Ministers in the UK government are facing a legal challenge from campaigners over their use of self-destructing WhatsApp messages who say that it is undemocratic, prevents transparency and that it may block ministers being held to account.
Ministers have been sending such messages on both WhatsApp and rival messaging app Signal who both tout their security as part of their selling point. Signal has long had a feature that allows messages to delete automatically and now WhatsApp has also added recently which ministers have taken advantage of.
Foxglove is bringing this legal challenge on behalf of campaigners The Citizens. Foxglove are a team of legal and technology experts who “stand up to the tech giants and governments, and stand up for a future where technology is used to benefit everyone, not just the rich and powerful.” Similarly, The Citizens are a non-profit organisation staffed by volunteers campaigning for accountability.
They claim the action centres around The Public Records Act 1958 which requires officials to review communications of ministers regarding the formulation of policy to decide whether it should be archived in the public record. If ministers use self-destructing messages on WhatsApp or Signal then that simply isn’t possible. Further to this, there has been a lack of response to freedom of information requests seeking to understand how the feature has been used by ministers.
Further to this, there are fears that ministers are using the feature to avoid accountability for their actions and Foxglove are threatening to bring a judicial review to ban the practice. Their director Cori Crider said: “The basic point is that privacy is for the citizen and transparency is for the government. This government is amassing more and more data on all of us and we have less and less information on them. That has the democratic bargain exactly backwards.”

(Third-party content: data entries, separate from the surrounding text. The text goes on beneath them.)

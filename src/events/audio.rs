//! Messages exchanged with the background audio thread.
//!
//! [`AudioCmd`] flows from ECS systems to the audio thread; [`AudioMessage`]
//! flows back as feedback. Loop and one-shot commands carry a `voice` id (the
//! vehicle entity's bits) so several vehicles can each own a loop slot.

use bevy_ecs::message::Message;

/// Commands sent *to* the audio thread
#[derive(Message, Debug, Clone, PartialEq)]
pub enum AudioCmd {
    /// Load a cue that will be played looped (streamed).
    LoadLoop { id: String, path: String },
    /// Load a cue that will be played once (fully decoded).
    LoadOneShot { id: String, path: String },
    /// Play a one-shot cue for `voice`.
    PlayOneShot { voice: u64, id: String },
    /// Replace the loop of `voice` with `id`, from the beginning.
    SetLoop { voice: u64, id: String },
    /// Halt the loop of `voice`.
    StopLoop { voice: u64 },
    UnloadAll,
    Shutdown,
}

/// Events sent *back* from the audio thread
#[derive(Message, Debug, Clone, PartialEq)]
pub enum AudioMessage {
    Loaded { id: String },
    LoadFailed { id: String, error: String },
    LoopStarted { voice: u64, id: String },
    LoopStopped { voice: u64, id: String },
    /// The loop could not be started (cue not loaded).
    LoopFailed { voice: u64, id: String },
    OneShotFinished { voice: u64, id: String },
    UnloadedAll,
}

Guidance was released in 2013 that a record only needs to be retained “if it is needed for substantive discussions or decisions in the course of conducting business” with the Public Records Act 1958 requiring that ministers “take steps” to ensure archiving of WhatsApp messages happens where required. The Information Commissioner’s Office also declared in 2011 that digital messages (such as WhatsApp or emails) on private accounts of ministers are also subject to freedom of information requests. This was in response to the then education secretary, Michael Gove and Dominic Cummings using private email accounts to discuss party matters.
The very nature of self-destructing WhatsApp messages thought defeats this requirement and The Citizens are concerned that ministers are exploiting the feature with it being near impossible to enforce the ruling. A spokesperson said: “Government business is being conducted under a cloak of secrecy enabled by the tech platforms. The only way we can have any hope of holding power to account or even simply maintaining the historic record is through transparency.”
Ministers are liable and could be prosecuted for actively deleting WhatsApp messages after a freedom of information request is sent out but whether applies to self-deleting messages is unclear. A spokesperson for the cabinet said: “Records of official communications are retained in accordance with the relevant publicly published guidance. There are appropriate arrangements already in place and this is kept under periodic review.”
Questions will certainly be raised about whether the government is adhering to the democratic principles they are obliged to uphold. Further to this, they are also pushing big tech companies to permit them access to the otherwise encrypted messages sent on their services and any judicial review will put this under further scrutiny.